Indeed, a peephole optimization could work for this Dekker, if the
compiler adds the pattern for it. However, AFAIK, a peephole can not be
applied when the two fences are in different basic blocks. For example,
only emitting a fence on a compare_exchange success. This limitation
implies that the optimization can not be done across functions/modules
(shared libraries). For example, it would be interesting to be able to
promote an acquire fence of a pthread_mutex_lock() to a full fence on
weakly ordered architectures while preventing a redundant fence on
strongly ordered architectures.

We know that at least Clang has such peephole optimizations for some
architecture backends. It seems however that they do not recognize
lock-prefixed instructions as fence.
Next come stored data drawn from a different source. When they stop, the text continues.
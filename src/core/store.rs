use async_trait::async_trait;
use chrono::{DateTime, Utc};
use std::future::Future;
use std::time::Duration;

use crate::core::error::Error;
use crate::types::post::{NewPost, Post, PostFilter};
use crate::types::request::Pagination;
use crate::types::user::{NewUser, User};

/// Durable user records. The store is authoritative; the cache only mirrors it.
#[cfg_attr(test, mockall::automock)]
#[async_trait]
pub(crate) trait UserStore: Send + Sync {
    /// Fails with `DuplicateEmail` or `DuplicateUsername` on a uniqueness clash.
    async fn create(&self, user: NewUser) -> Result<User, Error>;

    async fn get_by_id(&self, id: i64) -> Result<Option<User>, Error>;

    async fn get_by_email(&self, email: &str) -> Result<Option<User>, Error>;

    /// Writes username, email and active flag. Returns false if the row is gone.
    async fn update(&self, user: &User) -> Result<bool, Error>;
}

#[cfg_attr(test, mockall::automock)]
#[async_trait]
pub(crate) trait PostStore: Send + Sync {
    async fn create(&self, post: NewPost) -> Result<Post, Error>;

    /// The returned post carries its author.
    async fn get_by_id(&self, id: i64) -> Result<Option<Post>, Error>;

    /// Only matches a row owned by `post.user_id`. Returns the new
    /// `updated_at`, or `None` when nothing matched.
    async fn update(&self, post: &Post) -> Result<Option<DateTime<Utc>>, Error>;

    /// Returns false when there was nothing to delete.
    async fn delete(&self, id: i64) -> Result<bool, Error>;

    /// One page of posts plus the total number of matches.
    async fn list(
        &self,
        pagination: &Pagination,
        filter: &PostFilter,
    ) -> Result<(Vec<Post>, i64), Error>;
}

/// Runs a store call under a deadline. Running out of time, or failing to get
/// a connection at all, means the database is unavailable.
pub(crate) async fn bounded<T>(
    limit: Duration,
    operation: impl Future<Output = Result<T, Error>>,
) -> Result<T, Error> {
    match tokio::time::timeout(limit, operation).await {
        Ok(Err(Error::Sql(sqlx::Error::PoolTimedOut | sqlx::Error::Io(_)))) | Err(_) => {
            Err(Error::DependencyUnavailable("database"))
        }
        Ok(result) => result,
    }
}
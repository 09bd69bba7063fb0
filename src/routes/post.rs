use axum::extract::rejection::{JsonRejection, PathRejection, QueryRejection};
use axum::extract::{Path, Query, State};
use axum::http::StatusCode;
use axum::response::IntoResponse;
use axum::{Extension, Json};

use crate::core::error::Error;
use crate::core::state::AppState;
use crate::types::request::{ListQuery, PostInput, PostUpdateInput};
use crate::types::response::{PostResponse, Response};
use crate::types::user::User;

#[tracing::instrument(skip_all)]
pub(crate) async fn list(
    State(state): State<AppState>,
    query: Result<Query<ListQuery>, QueryRejection>,
) -> Result<impl IntoResponse, Error> {
    let Query(query) = query?;
    let pagination = query.pagination();
    let filter = query.filter();

    let (posts, total) = state.post_controller.list(&pagination, &filter).await?;

    let posts: Vec<PostResponse> = posts.into_iter().map(PostResponse::from).collect();

    Ok(Json(Response::page(posts, &pagination, total)))
}

#[tracing::instrument(skip_all, fields(user_id = user.id))]
pub(crate) async fn create(
    State(state): State<AppState>,
    Extension(user): Extension<User>,
    payload: Result<Json<PostInput>, JsonRejection>,
) -> Result<impl IntoResponse, Error> {
    let Json(input) = payload?;

    let post = state.post_controller.create(&user, input).await?;

    Ok((
        StatusCode::CREATED,
        Json(Response::new(PostResponse::from(post))),
    ))
}

#[tracing::instrument(skip_all)]
pub(crate) async fn get(
    State(state): State<AppState>,
    id: Result<Path<i64>, PathRejection>,
) -> Result<impl IntoResponse, Error> {
    let Path(id) = id?;

    let post = state.post_controller.get(id).await?;

    Ok(Json(Response::new(PostResponse::from(post))))
}

#[tracing::instrument(skip_all, fields(user_id = user.id))]
pub(crate) async fn update(
    State(state): State<AppState>,
    Extension(user): Extension<User>,
    id: Result<Path<i64>, PathRejection>,
    payload: Result<Json<PostUpdateInput>, JsonRejection>,
) -> Result<impl IntoResponse, Error> {
    let Path(id) = id?;
    let Json(input) = payload?;

    let post = state.post_controller.update(&user, id, input).await?;

    Ok(Json(Response::new(PostResponse::from(post))))
}

#[tracing::instrument(skip_all, fields(user_id = user.id))]
pub(crate) async fn delete(
    State(state): State<AppState>,
    Extension(user): Extension<User>,
    id: Result<Path<i64>, PathRejection>,
) -> Result<impl IntoResponse, Error> {
    let Path(id) = id?;

    state.post_controller.delete(&user, id).await?;

    Ok(StatusCode::NO_CONTENT)
}
use config::builder::DefaultState;
use config::{Config, ConfigBuilder};
use serde::Deserialize;
use std::time::Duration;

#[derive(Debug, Deserialize, Clone)]
pub(crate) struct Args {
    pub(crate) env: String,
    pub(crate) port: u16,
    pub(crate) log_level: String,
    pub(crate) database_host: String,
    pub(crate) database_port: u16,
    pub(crate) database_name: String,
    pub(crate) database_user: String,
    pub(crate) database_password: String,
    pub(crate) database_max_connections: u32,
    /// upper bound on any single store call, in seconds
    pub(crate) store_timeout_secs: u64,
    pub(crate) secret: String,
    pub(crate) token_issuer: String,
    pub(crate) token_audience: String,
    pub(crate) token_expiry_secs: u64,
    pub(crate) ratelimiter_enabled: bool,
    pub(crate) ratelimiter_requests: u32,
    pub(crate) ratelimiter_window_secs: u64,
    pub(crate) ratelimiter_shards: usize,
    pub(crate) sweep_interval_secs: u64,
    pub(crate) cache_enabled: bool,
    /// upper bound on any single cache call, in milliseconds
    pub(crate) cache_timeout_ms: u64,
}

impl Args {
    pub(crate) fn load() -> Result<Self, config::ConfigError> {
        Self::from_builder(
            defaults(Config::builder())?.add_source(config::Environment::with_prefix("SOCIAL_API")),
        )
    }

    pub(crate) fn from_builder(
        builder: ConfigBuilder<DefaultState>,
    ) -> Result<Self, config::ConfigError> {
        let args = builder.build()?.try_deserialize::<Args>()?;
        args.validate()?;
        Ok(args)
    }

    fn validate(&self) -> Result<(), config::ConfigError> {
        let positive = [
            ("ratelimiter_requests", self.ratelimiter_requests as u64),
            ("ratelimiter_window_secs", self.ratelimiter_window_secs),
            ("sweep_interval_secs", self.sweep_interval_secs),
            ("store_timeout_secs", self.store_timeout_secs),
        ];

        for (key, value) in positive {
            if value == 0 {
                return Err(config::ConfigError::Message(format!(
                    "{} must be greater than zero",
                    key
                )));
            }
        }

        Ok(())
    }

    pub(crate) fn database_url(&self) -> String {
        format!(
            "postgresql://{}:{}@{}:{}/{}",
            self.database_user,
            self.database_password,
            self.database_host,
            self.database_port,
            self.database_name
        )
    }

    pub(crate) fn store_timeout(&self) -> Duration {
        Duration::from_secs(self.store_timeout_secs)
    }

    pub(crate) fn token_expiry(&self) -> Duration {
        Duration::from_secs(self.token_expiry_secs)
    }

    pub(crate) fn ratelimiter_window(&self) -> Duration {
        Duration::from_secs(self.ratelimiter_window_secs)
    }

    pub(crate) fn sweep_interval(&self) -> Duration {
        Duration::from_secs(self.sweep_interval_secs)
    }

    pub(crate) fn cache_timeout(&self) -> Duration {
        Duration::from_millis(self.cache_timeout_ms)
    }
}

/// Everything except the signing secret has a default.
pub(crate) fn defaults(
    builder: ConfigBuilder<DefaultState>,
) -> Result<ConfigBuilder<DefaultState>, config::ConfigError> {
    builder
        .set_default("env", "development")?
        .set_default("port", 8080_i64)?
        .set_default("log_level", "info")?
        .set_default("database_host", "localhost")?
        .set_default("database_port", 5432_i64)?
        .set_default("database_name", "socialnetwork")?
        .set_default("database_user", "postgres")?
        .set_default("database_password", "postgres")?
        .set_default("database_max_connections", 25_i64)?
        .set_default("store_timeout_secs", 5_i64)?
        .set_default("token_issuer", "social-api")?
        .set_default("token_audience", "social-api-users")?
        .set_default("token_expiry_secs", 24 * 60 * 60_i64)?
        .set_default("ratelimiter_enabled", true)?
        .set_default("ratelimiter_requests", 20_i64)?
        .set_default("ratelimiter_window_secs", 5_i64)?
        .set_default("ratelimiter_shards", 16_i64)?
        .set_default("sweep_interval_secs", 60_i64)?
        .set_default("cache_enabled", true)?
        .set_default("cache_timeout_ms", 500_i64)
}
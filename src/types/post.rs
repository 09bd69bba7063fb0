use chrono::{DateTime, Utc};
use serde::{Deserialize, Serialize};

use crate::types::user::User;

#[derive(Clone, Debug, Serialize, Deserialize, PartialEq)]
pub(crate) struct Post {
    pub(crate) id: i64,
    pub(crate) title: String,
    pub(crate) content: String,
    pub(crate) user_id: i64,
    pub(crate) created_at: DateTime<Utc>,
    pub(crate) updated_at: DateTime<Utc>,
    pub(crate) author: Option<User>,
}

#[derive(Debug, Clone)]
pub(crate) struct NewPost {
    pub(crate) title: String,
    pub(crate) content: String,
    pub(crate) user_id: i64,
}

#[derive(Debug, Clone, Default, PartialEq)]
pub(crate) struct PostFilter {
    pub(crate) user_id: Option<i64>,
    pub(crate) title: Option<String>,
    pub(crate) content: Option<String>,
}
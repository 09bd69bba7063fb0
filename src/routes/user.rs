use axum::extract::rejection::JsonRejection;
use axum::extract::State;
use axum::response::IntoResponse;
use axum::{Extension, Json};

use crate::core::error::Error;
use crate::core::state::AppState;
use crate::types::request::UpdateUserData;
use crate::types::response::{Response, UserResponse};
use crate::types::user::User;

pub(crate) async fn me(Extension(user): Extension<User>) -> impl IntoResponse {
    Json(Response::new(UserResponse::from(&user)))
}

#[tracing::instrument(skip_all, fields(user_id = user.id))]
pub(crate) async fn update_me(
    State(state): State<AppState>,
    Extension(user): Extension<User>,
    payload: Result<Json<UpdateUserData>, JsonRejection>,
) -> Result<impl IntoResponse, Error> {
    let Json(data) = payload?;

    let user = state.user_controller.update_user(&user, data).await?;

    Ok(Json(Response::new(UserResponse::from(&user))))
}
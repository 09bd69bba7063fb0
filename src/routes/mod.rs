pub(crate) mod auth;
pub(crate) mod health;
pub(crate) mod post;
pub(crate) mod router;
pub(crate) mod user;
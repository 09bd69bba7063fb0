use async_trait::async_trait;
use chrono::{DateTime, Utc};
use sqlx::postgres::PgRow;
use sqlx::{PgPool, Postgres, QueryBuilder, Row};
use std::time::Duration;

use crate::core::error::Error;
use crate::core::store::{PostStore, UserStore, bounded};
use crate::types::post::{NewPost, Post, PostFilter};
use crate::types::request::Pagination;
use crate::types::user::{NewUser, User};

const SELECT_POSTS: &str = "SELECT
    p.id, p.title, p.content, p.user_id, p.created_at, p.updated_at,
    u.id AS author_id,
    u.username AS author_username,
    u.email AS author_email,
    u.is_active AS author_is_active,
    u.created_at AS author_created_at
    FROM posts p
    JOIN users u ON p.user_id = u.id";

fn map_user(row: PgRow) -> User {
    User {
        id: row.get("id"),
        username: row.get("username"),
        email: row.get("email"),
        password_hash: row.get("password_hash"),
        is_active: row.get("is_active"),
        created_at: row.get("created_at"),
    }
}

fn map_post(row: PgRow) -> Post {
    Post {
        id: row.get("id"),
        title: row.get("title"),
        content: row.get("content"),
        user_id: row.get("user_id"),
        created_at: row.get("created_at"),
        updated_at: row.get("updated_at"),
        author: Some(User {
            id: row.get("author_id"),
            username: row.get("author_username"),
            email: row.get("author_email"),
            password_hash: String::new(),
            is_active: row.get("author_is_active"),
            created_at: row.get("author_created_at"),
        }),
    }
}

fn map_unique_violation(e: sqlx::Error) -> Error {
    if let sqlx::Error::Database(db_err) = &e {
        match db_err.constraint() {
            Some("users_email_key") => return Error::DuplicateEmail,
            Some("users_username_key") => return Error::DuplicateUsername,
            _ => {}
        }
    }

    Error::Sql(e)
}

fn push_filter(query: &mut QueryBuilder<'_, Postgres>, filter: &PostFilter) {
    let mut keyword = " WHERE ";

    if let Some(user_id) = filter.user_id {
        query.push(keyword).push("p.user_id = ").push_bind(user_id);
        keyword = " AND ";
    }

    if let Some(title) = &filter.title {
        query
            .push(keyword)
            .push("p.title ILIKE ")
            .push_bind(format!("%{}%", title));
        keyword = " AND ";
    }

    if let Some(content) = &filter.content {
        query
            .push(keyword)
            .push("p.content ILIKE ")
            .push_bind(format!("%{}%", content));
    }
}

fn list_query<'a>(pagination: &Pagination, filter: &PostFilter) -> QueryBuilder<'a, Postgres> {
    let mut query = QueryBuilder::new(SELECT_POSTS);
    push_filter(&mut query, filter);

    // column and direction come from closed enums, never from user input
    query
        .push(format!(
            " ORDER BY p.{} {}",
            pagination.sort_by.column(),
            pagination.sort.as_sql()
        ))
        .push(" LIMIT ")
        .push_bind(pagination.page_size)
        .push(" OFFSET ")
        .push_bind(pagination.offset());

    query
}

fn count_query<'a>(filter: &PostFilter) -> QueryBuilder<'a, Postgres> {
    let mut query = QueryBuilder::new("SELECT COUNT(*) FROM posts p");
    push_filter(&mut query, filter);
    query
}

#[derive(Clone, Debug)]
pub(crate) struct PgUserStore {
    pool: PgPool,
    timeout: Duration,
}

impl PgUserStore {
    pub(crate) fn new(pool: PgPool, timeout: Duration) -> Self {
        Self { pool, timeout }
    }

    async fn get_by(&self, column: &'static str, value: Value<'_>) -> Result<Option<User>, Error> {
        let sql = format!(
            "SELECT id, username, email, password_hash, is_active, created_at
            FROM users WHERE {} = $1",
            column
        );

        let query = sqlx::query(&sql);
        let query = match value {
            Value::Id(id) => query.bind(id),
            Value::Text(text) => query.bind(text),
        };

        match bounded(self.timeout, async {
            query
                .map(map_user)
                .fetch_one(&self.pool)
                .await
                .map_err(Error::Sql)
        })
        .await
        {
            Ok(user) => Ok(Some(user)),
            Err(Error::Sql(sqlx::Error::RowNotFound)) => Ok(None),
            Err(e) => Err(e),
        }
    }
}

enum Value<'a> {
    Id(i64),
    Text(&'a str),
}

#[async_trait]
impl UserStore for PgUserStore {
    async fn create(&self, user: NewUser) -> Result<User, Error> {
        bounded(self.timeout, async {
            sqlx::query(
                "INSERT INTO users (username, email, password_hash, is_active)
                VALUES ($1, $2, $3, $4)
                RETURNING id, username, email, password_hash, is_active, created_at;",
            )
            .bind(&user.username)
            .bind(&user.email)
            .bind(&user.password_hash)
            .bind(user.is_active)
            .map(map_user)
            .fetch_one(&self.pool)
            .await
            .map_err(map_unique_violation)
        })
        .await
    }

    async fn get_by_id(&self, id: i64) -> Result<Option<User>, Error> {
        self.get_by("id", Value::Id(id)).await
    }

    async fn get_by_email(&self, email: &str) -> Result<Option<User>, Error> {
        self.get_by("email", Value::Text(email)).await
    }

    async fn update(&self, user: &User) -> Result<bool, Error> {
        bounded(self.timeout, async {
            let result = sqlx::query(
                "UPDATE users SET username = $1, email = $2 WHERE id = $3;",
            )
            .bind(&user.username)
            .bind(&user.email)
            .bind(user.id)
            .execute(&self.pool)
            .await
            .map_err(map_unique_violation)?;

            Ok(result.rows_affected() > 0)
        })
        .await
    }
}

#[derive(Clone, Debug)]
pub(crate) struct PgPostStore {
    pool: PgPool,
    timeout: Duration,
}

impl PgPostStore {
    pub(crate) fn new(pool: PgPool, timeout: Duration) -> Self {
        Self { pool, timeout }
    }
}

#[async_trait]
impl PostStore for PgPostStore {
    async fn create(&self, post: NewPost) -> Result<Post, Error> {
        bounded(self.timeout, async {
            sqlx::query(
                "INSERT INTO posts (title, content, user_id)
                VALUES ($1, $2, $3)
                RETURNING id, created_at, updated_at;",
            )
            .bind(&post.title)
            .bind(&post.content)
            .bind(post.user_id)
            .map(|row: PgRow| Post {
                id: row.get("id"),
                title: post.title.clone(),
                content: post.content.clone(),
                user_id: post.user_id,
                created_at: row.get("created_at"),
                updated_at: row.get("updated_at"),
                author: None,
            })
            .fetch_one(&self.pool)
            .await
            .map_err(Error::Sql)
        })
        .await
    }

    async fn get_by_id(&self, id: i64) -> Result<Option<Post>, Error> {
        let sql = format!("{} WHERE p.id = $1", SELECT_POSTS);

        match bounded(self.timeout, async {
            sqlx::query(&sql)
                .bind(id)
                .map(map_post)
                .fetch_one(&self.pool)
                .await
                .map_err(Error::Sql)
        })
        .await
        {
            Ok(post) => Ok(Some(post)),
            Err(Error::Sql(sqlx::Error::RowNotFound)) => Ok(None),
            Err(e) => Err(e),
        }
    }

    async fn update(&self, post: &Post) -> Result<Option<DateTime<Utc>>, Error> {
        bounded(self.timeout, async {
            sqlx::query(
                "UPDATE posts SET title = $1, content = $2, updated_at = NOW()
                WHERE id = $3 AND user_id = $4
                RETURNING updated_at;",
            )
            .bind(&post.title)
            .bind(&post.content)
            .bind(post.id)
            .bind(post.user_id)
            .map(|row: PgRow| row.get("updated_at"))
            .fetch_optional(&self.pool)
            .await
            .map_err(Error::Sql)
        })
        .await
    }

    async fn delete(&self, id: i64) -> Result<bool, Error> {
        bounded(self.timeout, async {
            let result = sqlx::query("DELETE FROM posts WHERE id = $1;")
                .bind(id)
                .execute(&self.pool)
                .await?;

            Ok(result.rows_affected() > 0)
        })
        .await
    }

    async fn list(
        &self,
        pagination: &Pagination,
        filter: &PostFilter,
    ) -> Result<(Vec<Post>, i64), Error> {
        bounded(self.timeout, async {
            let total: i64 = count_query(filter)
                .build_query_scalar()
                .fetch_one(&self.pool)
                .await?;

            let posts = list_query(pagination, filter)
                .build()
                .map(map_post)
                .fetch_all(&self.pool)
                .await?;

            Ok((posts, total))
        })
        .await
    }
}
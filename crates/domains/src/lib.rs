//! # domains
//!
//! The central domain models and port definitions for the chalkline
//! content backend.

pub mod error;
pub mod gallery;
pub mod landing;
pub mod placement;
pub mod ports;

// Re-exporting for easier access in other crates
pub use error::*;
pub use gallery::*;
pub use landing::*;
pub use placement::*;
pub use ports::*;
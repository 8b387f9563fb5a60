//! Liveness endpoint.

use axum::Json;
use serde_json::{json, Value};

pub async fn health() -> Json<Value> {
    Json(json!({
        "status": "ok",
        "server": "chalkline",
        "time": chrono::Utc::now(),
    }))
}
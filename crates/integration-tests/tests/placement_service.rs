//! PlacementService CRUD behavior.


use std::sync::Arc;

use domains::error::AppError;
use domains::placement::{NewPlacement, PlacementUpdate};
use fixtures::InMemoryPlacementRepo;
use services::PlacementService;
use uuid::Uuid;

fn new_placement(student: &str) -> NewPlacement {
    NewPlacement {
        student_name: student.into(),
        course: "Fullstack Development".into(),
        company: "Acme Corp".into(),
        position: "Developer".into(),
        is_active: true,
    }
}

#[tokio::test]
async fn create_then_list_round_trips() {
    let repo = Arc::new(InMemoryPlacementRepo::new());
    let placements = PlacementService::new(repo);

    let created = placements.create(new_placement("Asha")).await.unwrap();
    assert_eq!(created.student_name, "Asha");
    assert!(created.is_active);

    let listed = placements.list().await.unwrap();
    assert_eq!(listed.len(), 1);
    assert_eq!(listed[0].id, created.id);
}

#[tokio::test]
async fn create_rejects_blank_fields() {
    let repo = Arc::new(InMemoryPlacementRepo::new());
    let placements = PlacementService::new(repo.clone());

    let mut placement = new_placement("Asha");
    placement.company = "".into();

    let result = placements.create(placement).await;
    assert!(matches!(result, Err(AppError::Validation(_))));
    assert_eq!(repo.row_count(), 0);
}

#[tokio::test]
async fn update_toggles_the_active_flag() {
    let repo = Arc::new(InMemoryPlacementRepo::new());
    let placements = PlacementService::new(repo);

    let created = placements.create(new_placement("Asha")).await.unwrap();
    let updated = placements
        .update(
            created.id,
            PlacementUpdate {
                is_active: Some(false),
                ..PlacementUpdate::default()
            },
        )
        .await
        .unwrap();

    assert!(!updated.is_active);
    assert_eq!(updated.student_name, "Asha");
}

#[tokio::test]
async fn update_unknown_id_is_not_found() {
    let placements = PlacementService::new(Arc::new(InMemoryPlacementRepo::new()));
    let result = placements
        .update(Uuid::new_v4(), PlacementUpdate::default())
        .await;
    assert!(matches!(result, Err(AppError::NotFound(..))));
}

#[tokio::test]
async fn delete_removes_the_record_and_rejects_unknown_ids() {
    let repo = Arc::new(InMemoryPlacementRepo::new());
    let placements = PlacementService::new(repo.clone());

    let created = placements.create(new_placement("Asha")).await.unwrap();
    placements.delete(created.id).await.unwrap();
    assert_eq!(repo.row_count(), 0);

    let result = placements.delete(created.id).await;
    assert!(matches!(result, Err(AppError::NotFound(..))));
}
//! Maps service errors onto HTTP responses.

use axum::http::StatusCode;
use axum::response::{IntoResponse, Response};
use axum::Json;
use domains::error::AppError;
use serde::Serialize;
use tracing::error;

pub struct ApiError {
    status: StatusCode,
    message: String,
}

#[derive(Serialize)]
struct ErrorBody {
    error: String,
}

impl ApiError {
    pub fn bad_request(message: impl Into<String>) -> Self {
        Self {
            status: StatusCode::BAD_REQUEST,
            message: message.into(),
        }
    }
}

impl From<AppError> for ApiError {
    fn from(err: AppError) -> Self {
        let status = match &err {
            AppError::Validation(_) => StatusCode::BAD_REQUEST,
            AppError::NotFound(..) => StatusCode::NOT_FOUND,
            AppError::Storage { .. } => StatusCode::BAD_GATEWAY,
            AppError::Persistence { .. } => StatusCode::INTERNAL_SERVER_ERROR,
        };
        Self {
            status,
            message: err.to_string(),
        }
    }
}

impl IntoResponse for ApiError {
    fn into_response(self) -> Response {
        if self.status.is_server_error() {
            error!(status = %self.status, message = %self.message, "api error");
        }
        (self.status, Json(ErrorBody { error: self.message })).into_response()
    }
}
AFAIK, GCC does not have that kind
of optimization.

We are also aware that some research has been done on this topic [0].
The idea is to use PRE for elimiation of redundant fences. This would
work across multiple basic blocks, although the paper focus on
intra-procedural eliminations. However, it seems that the latest work
on that [1] has never been completed [2].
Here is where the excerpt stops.